An enzyme could make a dream come true for the energy industry: it can efficiently produce hydrogen using electricity, and it can also generate electricity from hydrogen. The enzyme is protected by incorporating it into a polymer. An international research team with significant participation of scientists from the Technical University of Munich (TUM) presented the system in the scientific journal Catalysis of nature.
Fuel cells turn hydrogen into electricity, while electrolysers use electricity to split water to produce hydrogen. Both need platinum, a rare and therefore expensive precious metal, as a catalyst. Nature created a different solution: enzymes, called hydrogenases. They catalyze the conversion of hydrogen very quickly and with almost no loss of energy.
However, in the past, these biocatalysts were not considered suitable for industrial use due to their high sensitivity to oxygen. Now, a research team from the Technical University of Munich (TUM), the Ruhr-Universität Bochum (RUB), the National Center for Scientific Research (CNRS) in Marseille and the Max-Planck Institute for conversion chemical energy has succeeded in integrating the sensitive enzymes into a protective polymer in a way that makes them viable for use in the technical conversion of hydrogen.
Sustainability vs activity
“When sensitive hydrogenases are integrated into appropriate polymers, they continue to work for several weeks, even in the presence of oxygen,” explains Nicolas Plumeré, professor of electrobiotechnology at TUM Campus Straubing for biotechnology and sustainable development. “Without this protection, they lose their activity in a matter of minutes.”
The incorporation of hydrogenases into polymers whose side chains can transfer electrons, called redox polymers, nevertheless had two decisive drawbacks: a high level of resistance counterbalanced the flow of electrons through the redox polymer. This required the investment of energy which was then lost in the form of heat. And the integrated hydrogenases have completely lost their ability to generate hydrogen.
Fine tuning potential
With intelligent selection of the right polymer side chains, the research team has now succeeded in tuning the redox potential of the polymer such that only a small surge is needed to overcome the resistance.
More detailed research then revealed that the side chain potential had shifted slightly to positive values due to the embedding in the polymer matrix. In another attempt, they used a side chain with a corresponding negative potential. This trick was the breakthrough: the hydrogenase was now able to catalyze the reaction in both directions without wasting energy.
Biocatalyst for hydrogen conversion
Using this system, the research team then built a fuel cell, in which oxygen is reduced by the bilirubin oxidase enzyme from the bacterium Myrothecium verrucaria, while the hydrogenase embedded in the polymer film oxidizes it. hydrogen from the bacterium desulfovibrio desulfuricans, generating electricity in the process. .
The cell reaches a value, with an open circuit voltage of 1.16 V, the highest ever measured for a system of this type and close to the thermodynamic maximum. With three milliamps per square centimeter, the cell achieves a very high power density for biological cells at the same time.
The system can also be used for the reverse reaction, producing hydrogen by consuming electrons: the energy conversion efficiency is close to 100%, even with power densities above four milliamps per square centimeter.

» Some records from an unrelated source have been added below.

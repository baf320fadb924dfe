use std::path::Path;
use std::sync::{Arc, Mutex};

use anyhow::{anyhow, Context, Result};
use chrono::{DateTime, TimeDelta, Utc};
use nexus_schema::{ConversationTurn, Role};
use rusqlite::{params, Connection, OptionalExtension, Row};
use serde::{Deserialize, Serialize};
use tokio::task;

use crate::migrations::run_migrations;

pub const NO_PREVIOUS_QUERY: &str = "(no previous question)";

const TURN_COLUMNS: &str = "id, timestamp, session_id, role, content, agent_used";

#[derive(Debug, Clone, PartialEq, Eq, Serialize, Deserialize)]
pub struct ConversationStats {
    pub total_messages: i64,
    pub user_messages: i64,
    pub model_messages: i64,
    pub first_message_at: Option<DateTime<Utc>>,
}

/// Append-only per-session conversation log.
#[derive(Clone)]
pub struct ConversationStore {
    db: Arc<Mutex<Connection>>,
}

impl ConversationStore {
    pub fn open(path: &Path) -> Result<Self> {
        if let Some(parent) = path.parent() {
            std::fs::create_dir_all(parent)
                .with_context(|| format!("failed to create {}", parent.display()))?;
        }
        let conn = Connection::open(path)
            .with_context(|| format!("failed to open conversation db {}", path.display()))?;
        conn.pragma_update(None, "journal_mode", "WAL")?;
        run_migrations(&conn)?;
        tracing::info!("conversation store opened at {}", path.display());
        Ok(Self {
            db: Arc::new(Mutex::new(conn)),
        })
    }

    pub fn open_in_memory() -> Result<Self> {
        let conn = Connection::open_in_memory()?;
        run_migrations(&conn)?;
        Ok(Self {
            db: Arc::new(Mutex::new(conn)),
        })
    }

    pub async fn add_turn(
        &self,
        session_id: &str,
        role: Role,
        content: &str,
        agent_used: Option<&str>,
    ) -> Result<i64> {
        let db = Arc::clone(&self.db);
        let session_id = session_id.to_owned();
        let content = content.to_owned();
        let agent_used = agent_used.map(str::to_owned);
        task::spawn_blocking(move || {
            let conn = db
                .lock()
                .map_err(|_| anyhow!("failed to lock sqlite connection"))?;
            conn.execute(
                r#"
                INSERT INTO conversation_history (timestamp, session_id, role, content, agent_used)
                VALUES (?1, ?2, ?3, ?4, ?5)
                "#,
                params![
                    Utc::now().to_rfc3339(),
                    session_id,
                    role.as_str(),
                    content,
                    agent_used,
                ],
            )?;
            Ok::<i64, anyhow::Error>(conn.last_insert_rowid())
        })
        .await?
    }

    /// The last `limit` turns of a session, oldest first.
    pub async fn last_n_turns(&self, session_id: &str, limit: usize) -> Result<Vec<ConversationTurn>> {
        let db = Arc::clone(&self.db);
        let session_id = session_id.to_owned();
        task::spawn_blocking(move || {
            let conn = db
                .lock()
                .map_err(|_| anyhow!("failed to lock sqlite connection"))?;
            let mut stmt = conn.prepare(&format!(
                "SELECT {TURN_COLUMNS} FROM conversation_history
                 WHERE session_id = ?1 ORDER BY id DESC LIMIT ?2"
            ))?;
            let rows = stmt.query_map(params![session_id, limit as i64], row_to_turn)?;
            let mut turns = Vec::new();
            for row in rows {
                turns.push(row?);
            }
            turns.reverse();
            Ok::<Vec<ConversationTurn>, anyhow::Error>(turns)
        })
        .await?
    }

    pub async fn last_user_query(&self, session_id: &str) -> Result<String> {
        let db = Arc::clone(&self.db);
        let session_id = session_id.to_owned();
        let found = task::spawn_blocking(move || {
            let conn = db
                .lock()
                .map_err(|_| anyhow!("failed to lock sqlite connection"))?;
            let content: Option<String> = conn
                .query_row(
                    "SELECT content FROM conversation_history
                     WHERE session_id = ?1 AND role = 'user' ORDER BY id DESC LIMIT 1",
                    params![session_id],
                    |r| r.get(0),
                )
                .optional()?;
            Ok::<Option<String>, anyhow::Error>(content)
        })
        .await??;
        Ok(found.unwrap_or_else(|| NO_PREVIOUS_QUERY.to_string()))
    }

    pub async fn first_user_turn(&self, session_id: &str) -> Result<Option<ConversationTurn>> {
        let db = Arc::clone(&self.db);
        let session_id = session_id.to_owned();
        task::spawn_blocking(move || {
            let conn = db
                .lock()
                .map_err(|_| anyhow!("failed to lock sqlite connection"))?;
            let turn = conn
                .query_row(
                    &format!(
                        "SELECT {TURN_COLUMNS} FROM conversation_history
                         WHERE session_id = ?1 AND role = 'user' ORDER BY id ASC LIMIT 1"
                    ),
                    params![session_id],
                    row_to_turn,
                )
                .optional()?;
            Ok::<Option<ConversationTurn>, anyhow::Error>(turn)
        })
        .await?
    }

    pub async fn conversation_stats(&self, session_id: &str) -> Result<ConversationStats> {
        let db = Arc::clone(&self.db);
        let session_id = session_id.to_owned();
        task::spawn_blocking(move || {
            let conn = db
                .lock()
                .map_err(|_| anyhow!("failed to lock sqlite connection"))?;
            let (total, user, model, first): (i64, i64, i64, Option<String>) = conn.query_row(
                r#"
                SELECT COUNT(*),
                       COALESCE(SUM(CASE WHEN role = 'user' THEN 1 ELSE 0 END), 0),
                       COALESCE(SUM(CASE WHEN role = 'model' THEN 1 ELSE 0 END), 0),
                       MIN(timestamp)
                FROM conversation_history
                WHERE session_id = ?1
                "#,
                params![session_id],
                |r| Ok((r.get(0)?, r.get(1)?, r.get(2)?, r.get(3)?)),
            )?;
            let first_message_at = first.as_deref().map(parse_datetime_sql).transpose()?;
            Ok::<ConversationStats, anyhow::Error>(ConversationStats {
                total_messages: total,
                user_messages: user,
                model_messages: model,
                first_message_at,
            })
        })
        .await?
    }

    /// Turns recorded within the last `hours`, oldest first.
    pub async fn turns_since(&self, session_id: &str, hours: i64) -> Result<Vec<ConversationTurn>> {
        let delta =
            TimeDelta::try_hours(hours).ok_or_else(|| anyhow!("invalid hours value: {hours}"))?;
        let cutoff = (Utc::now() - delta).to_rfc3339();
        let db = Arc::clone(&self.db);
        let session_id = session_id.to_owned();
        task::spawn_blocking(move || {
            let conn = db
                .lock()
                .map_err(|_| anyhow!("failed to lock sqlite connection"))?;
            let mut stmt = conn.prepare(&format!(
                "SELECT {TURN_COLUMNS} FROM conversation_history
                 WHERE session_id = ?1 AND timestamp >= ?2 ORDER BY id ASC"
            ))?;
            let rows = stmt.query_map(params![session_id, cutoff], row_to_turn)?;
            let mut turns = Vec::new();
            for row in rows {
                turns.push(row?);
            }
            Ok::<Vec<ConversationTurn>, anyhow::Error>(turns)
        })
        .await?
    }
}

fn parse_datetime_sql(raw: &str) -> rusqlite::Result<DateTime<Utc>> {
    DateTime::parse_from_rfc3339(raw)
        .map(|dt| dt.with_timezone(&Utc))
        .map_err(|e| {
            rusqlite::Error::FromSqlConversionFailure(0, rusqlite::types::Type::Text, Box::new(e))
        })
}

fn row_to_turn(row: &Row<'_>) -> rusqlite::Result<ConversationTurn> {
    let ts_raw: String = row.get(1)?;
    let role_raw: String = row.get(3)?;
    Ok(ConversationTurn {
        id: row.get(0)?,
        timestamp: parse_datetime_sql(&ts_raw)?,
        session_id: row.get(2)?,
        role: Role::parse(&role_raw),
        content: row.get(4)?,
        agent_used: row.get(5)?,
    })
}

Master plan for new biocatalysts
“Reducing energy loss has two decisive advantages,” explains Nicolas Plumeré. “First, it makes the system much more efficient; second, the heat generated in a fuel cell at high performance levels would be a problem for biological systems.”
In order to make their system competitive with systems using platinum-based catalysts, the team’s ongoing research is now focused on improving the stability of hydrogenases at higher power densities.

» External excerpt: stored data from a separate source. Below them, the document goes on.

//! Prompt manager options

use std::sync::Arc;
use std::time::Duration;

use crate::error::PromptError;
use crate::local::LocalSource;

/// Shortest allowed background refresh period
pub const MIN_REFRESH_INTERVAL: Duration = Duration::from_secs(1);

/// Default background refresh period
pub const DEFAULT_REFRESH_INTERVAL: Duration = Duration::from_secs(10);

/// Default timeout for the first fetch and for each refresh
pub const DEFAULT_FETCH_TIMEOUT: Duration = Duration::from_secs(30);

/// Options for a `PromptManager`
#[derive(Debug, Clone)]
pub struct ManagerOptions {
    /// Period between background refreshes
    pub refresh_interval: Duration,

    /// Whether latest/undeployed managers refresh in the background
    pub refresh_enabled: bool,

    /// Timeout for the fetch performed by `start()`
    pub init_timeout: Duration,

    /// Timeout for each background fetch
    pub refresh_timeout: Duration,

    /// Consulted before any network fetch
    pub local_override: Option<Arc<dyn LocalSource>>,
}

impl Default for ManagerOptions {
    fn default() -> Self {
        Self {
            refresh_interval: DEFAULT_REFRESH_INTERVAL,
            refresh_enabled: true,
            init_timeout: DEFAULT_FETCH_TIMEOUT,
            refresh_timeout: DEFAULT_FETCH_TIMEOUT,
            local_override: None,
        }
    }
}

impl ManagerOptions {
    pub fn with_refresh_interval(mut self, interval: Duration) -> Self {
        self.refresh_interval = interval;
        self
    }

    pub fn with_refresh_enabled(mut self, enabled: bool) -> Self {
        self.refresh_enabled = enabled;
        self
    }

    pub fn with_init_timeout(mut self, timeout: Duration) -> Self {
        self.init_timeout = timeout;
        self
    }

    pub fn with_refresh_timeout(mut self, timeout: Duration) -> Self {
        self.refresh_timeout = timeout;
        self
    }

    pub fn with_local_override(mut self, source: Arc<dyn LocalSource>) -> Self {
        self.local_override = Some(source);
        self
    }

    /// Reject values the manager cannot run with
    pub fn validate(&self) -> Result<(), PromptError> {
        if self.refresh_interval < MIN_REFRESH_INTERVAL {
            return Err(PromptError::InvalidOptions(format!(
                "refresh interval {:?} is below the minimum of {:?}",
                self.refresh_interval, MIN_REFRESH_INTERVAL
            )));
        }
        if self.init_timeout.is_zero() || self.refresh_timeout.is_zero() {
            return Err(PromptError::InvalidOptions("fetch timeouts must be non-zero".to_string()));
        }
        Ok(())
    }
}

#[cfg(test)]
mod tests {
    use super::*;
    use crate::local::InMemorySource;

    #[test]
    fn test_defaults() {
        let options = ManagerOptions::default();
        assert_eq!(options.refresh_interval, Duration::from_secs(10));
        assert!(options.refresh_enabled);
        assert_eq!(options.init_timeout, Duration::from_secs(30));
        assert_eq!(options.refresh_timeout, Duration::from_secs(30));
        assert!(options.local_override.is_none());
        assert!(options.validate().is_ok());
    }

    #[test]
    fn test_minimum_interval() {
        let options = ManagerOptions::default().with_refresh_interval(Duration::from_millis(999));
        assert!(matches!(options.validate(), Err(PromptError::InvalidOptions(_))));

        let options = ManagerOptions::default().with_refresh_interval(Duration::from_secs(1));
        assert!(options.validate().is_ok());
    }

    #[test]
    fn test_zero_timeout_rejected() {
        let options = ManagerOptions::default().with_refresh_timeout(Duration::ZERO);
        assert!(options.validate().is_err());
    }

    #[test]
    fn test_builder() {
        let options = ManagerOptions::default()
            .with_refresh_enabled(false)
            .with_init_timeout(Duration::from_secs(2))
            .with_local_override(Arc::new(InMemorySource::new()));
        assert!(!options.refresh_enabled);
        assert_eq!(options.init_timeout, Duration::from_secs(2));
        assert!(options.local_override.is_some());
    }
}
//! Background refresh task
//!
//! One task per refreshing manager. Timer ticks and manual refresh requests
//! are handled in the same loop, so refreshes never overlap.

use std::sync::Arc;

use tokio::sync::{mpsc, oneshot};
use tokio::task::JoinHandle;
use tokio::time::{self, Instant, MissedTickBehavior};
use tracing::{debug, info};

use super::Shared;
use super::state::RefreshOutcome;
use crate::error::PromptError;
use crate::version::FetchKey;

/// Manual refresh requests are rare; a small buffer is plenty
const COMMAND_BUFFER: usize = 8;

pub(crate) enum RefreshCommand {
    Refresh {
        reply: oneshot::Sender<Result<RefreshOutcome, PromptError>>,
    },
}

/// Handle to a running refresher
pub(crate) struct RefresherHandle {
    pub(crate) commands: mpsc::Sender<RefreshCommand>,
    pub(crate) shutdown: oneshot::Sender<()>,
    pub(crate) join: JoinHandle<()>,
}

pub(crate) fn spawn(shared: Arc<Shared>, key: FetchKey) -> RefresherHandle {
    let (commands_tx, commands_rx) = mpsc::channel(COMMAND_BUFFER);
    let (shutdown_tx, shutdown_rx) = oneshot::channel();
    let join = tokio::spawn(run(shared, key, commands_rx, shutdown_rx));
    RefresherHandle {
        commands: commands_tx,
        shutdown: shutdown_tx,
        join,
    }
}

async fn run(
    shared: Arc<Shared>,
    key: FetchKey,
    mut commands: mpsc::Receiver<RefreshCommand>,
    mut shutdown: oneshot::Receiver<()>,
) {
    let period = shared.options.refresh_interval;
    let mut ticker = time::interval_at(Instant::now() + period, period);
    ticker.set_missed_tick_behavior(MissedTickBehavior::Delay);

    info!(
        prompt_id = %shared.prompt_id,
        %key,
        interval_ms = period.as_millis() as u64,
        "Refresher started"
    );

    loop {
        let reply = tokio::select! {
            _ = &mut shutdown => break,
            _ = ticker.tick() => {
                debug!(prompt_id = %shared.prompt_id, "run: interval tick");
                None
            }
            command = commands.recv() => match command {
                Some(RefreshCommand::Refresh { reply }) => {
                    debug!(prompt_id = %shared.prompt_id, "run: manual refresh");
                    Some(reply)
                }
                None => break,
            },
        };

        // an in-flight fetch is abandoned on shutdown, so nothing swaps after stop
        let outcome = tokio::select! {
            biased;
            _ = &mut shutdown => break,
            outcome = shared.refresh_once(&key) => outcome,
        };

        if let Some(reply) = reply {
            let _ = reply.send(outcome);
        }
    }

    info!(prompt_id = %shared.prompt_id, "Refresher stopped");
}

In addition, the results can also be transferred to other highly active but sensitive catalysts for energy conversion and electrosynthesis. The direct targets here are primarily the carbon dioxide reducing enzymes that can use electricity to produce liquid fuels or intermediates from carbon dioxide.
The research was funded by a start-up grant from the European Research Council (ERC), by the National Center for Scientific Research (CNRS) and Aix Marseille University, the German Research Foundation (DFG) co-funded with the Agency National Research, the DFG priority program “Iron – Sulfur for life” (SPP 1927), the company Max Planck and in the case of the RESOLV center of excellence of the Federal Ministry of Education and Research (BMBF) within the framework of the excellence strategy of the Federal Government and German Federal States.